Zudem wird die Aussetzung einer Strafe zur Bewährung häufig als ein Freispruch, wenn auch zweiter Klasse, empfunden, aber nicht als das, was sie eigentlich sein sollte, eben eine Strafe. Denn immerhin kann der Täter das Gericht ja verlassen, muß nicht weiter im Gefängnis sitzen – für die Opfer und auch deren Angehörige ein Schock und für viele Bürger ein Versagen des Rechtsstaates.

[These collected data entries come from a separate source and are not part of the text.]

//! An agent bound to one destination country.

use std::sync::Arc;

use tracing::debug;
use uuid::Uuid;

use crate::error::IntegreatError;
use crate::generation;
use crate::provider::ModelProvider;
use crate::tools::Tool;
use crate::types::{GenerationSettings, ModelMessage};

use super::memory::ConversationMemory;

/// Persona, tools, memory and model fixed together.
///
/// An agent is never modified after construction; changing the destination
/// means building a new one. Only the shared memory it points at changes.
pub struct Agent {
    id: Uuid,
    country: String,
    persona: String,
    provider: Arc<dyn ModelProvider>,
    tools: Arc<[Arc<dyn Tool>]>,
    memory: ConversationMemory,
    settings: GenerationSettings,
    memory_window: Option<usize>,
}

impl Agent {
    pub(crate) fn new(
        country: String,
        persona: String,
        provider: Arc<dyn ModelProvider>,
        tools: Arc<[Arc<dyn Tool>]>,
        memory: ConversationMemory,
        settings: GenerationSettings,
        memory_window: Option<usize>,
    ) -> Self {
        Self {
            id: Uuid::new_v4(),
            country,
            persona,
            provider,
            tools,
            memory,
            settings,
            memory_window,
        }
    }

    pub fn id(&self) -> Uuid {
        self.id
    }

    pub fn country(&self) -> &str {
        &self.country
    }

    pub fn persona(&self) -> &str {
        &self.persona
    }

    pub fn tools(&self) -> &[Arc<dyn Tool>] {
        &self.tools
    }

    pub fn memory(&self) -> &ConversationMemory {
        &self.memory
    }

    pub fn model_id(&self) -> &str {
        self.provider.model_id()
    }

    /// Answer one input, letting the model use tools as often as it needs.
    ///
    /// The exchange is added to memory only when an answer comes back.
    pub async fn run(&self, input: &str) -> Result<String, IntegreatError> {
        let mut messages = vec![ModelMessage::system(self.persona.clone())];
        messages.extend(self.memory.context(self.memory_window).await);
        messages.push(ModelMessage::user(input));

        debug!(agent = %self.id, country = %self.country, context = messages.len(), "Agent run");

        let result = generation::generate_text(
            self.provider.as_ref(),
            messages,
            self.settings.clone(),
            &self.tools,
        )
        .await?;

        debug!(
            agent = %self.id,
            steps = result.steps.len(),
            total_tokens = result.usage.total_tokens,
            "Agent run finished"
        );

        self.memory.record_turn(input, result.text.clone()).await;
        Ok(result.text)
    }
}

impl std::fmt::Debug for Agent {
    fn fmt(&self, f: &mut std::fmt::Formatter<'_>) -> std::fmt::Result {
        f.debug_struct("Agent")
            .field("id", &self.id)
            .field("country", &self.country)
            .field("model", &self.provider.model_id())
            .field("tools", &self.tools.iter().map(|t| t.name()).collect::<Vec<_>>())
            .finish()
    }
}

Gericht nennt Täter „Musterbeispiel“ für Integration
Hinzu kommt in diesem Fall, daß – laut einer Aussage des Anwalts der Verteidigung gegenüber der Bild-Zeitung – der Richter dem Täter bescheinigt habe, „eigentlich ein Musterbeispiel dafür (zu sein), wie man in Deutschland gut ankommen kann“. Hintergrund ist, daß der heute 23jährige in Deutschland seinen Hauptschulabschluß mit der Note 1,0 und eine Ausbildung zum Anlagenmechaniker absolviert hat, als Heizungsmonteur tätig sowie in einem Fußballverein aktiv ist und sich nüchtern stets unauffällig verhielt.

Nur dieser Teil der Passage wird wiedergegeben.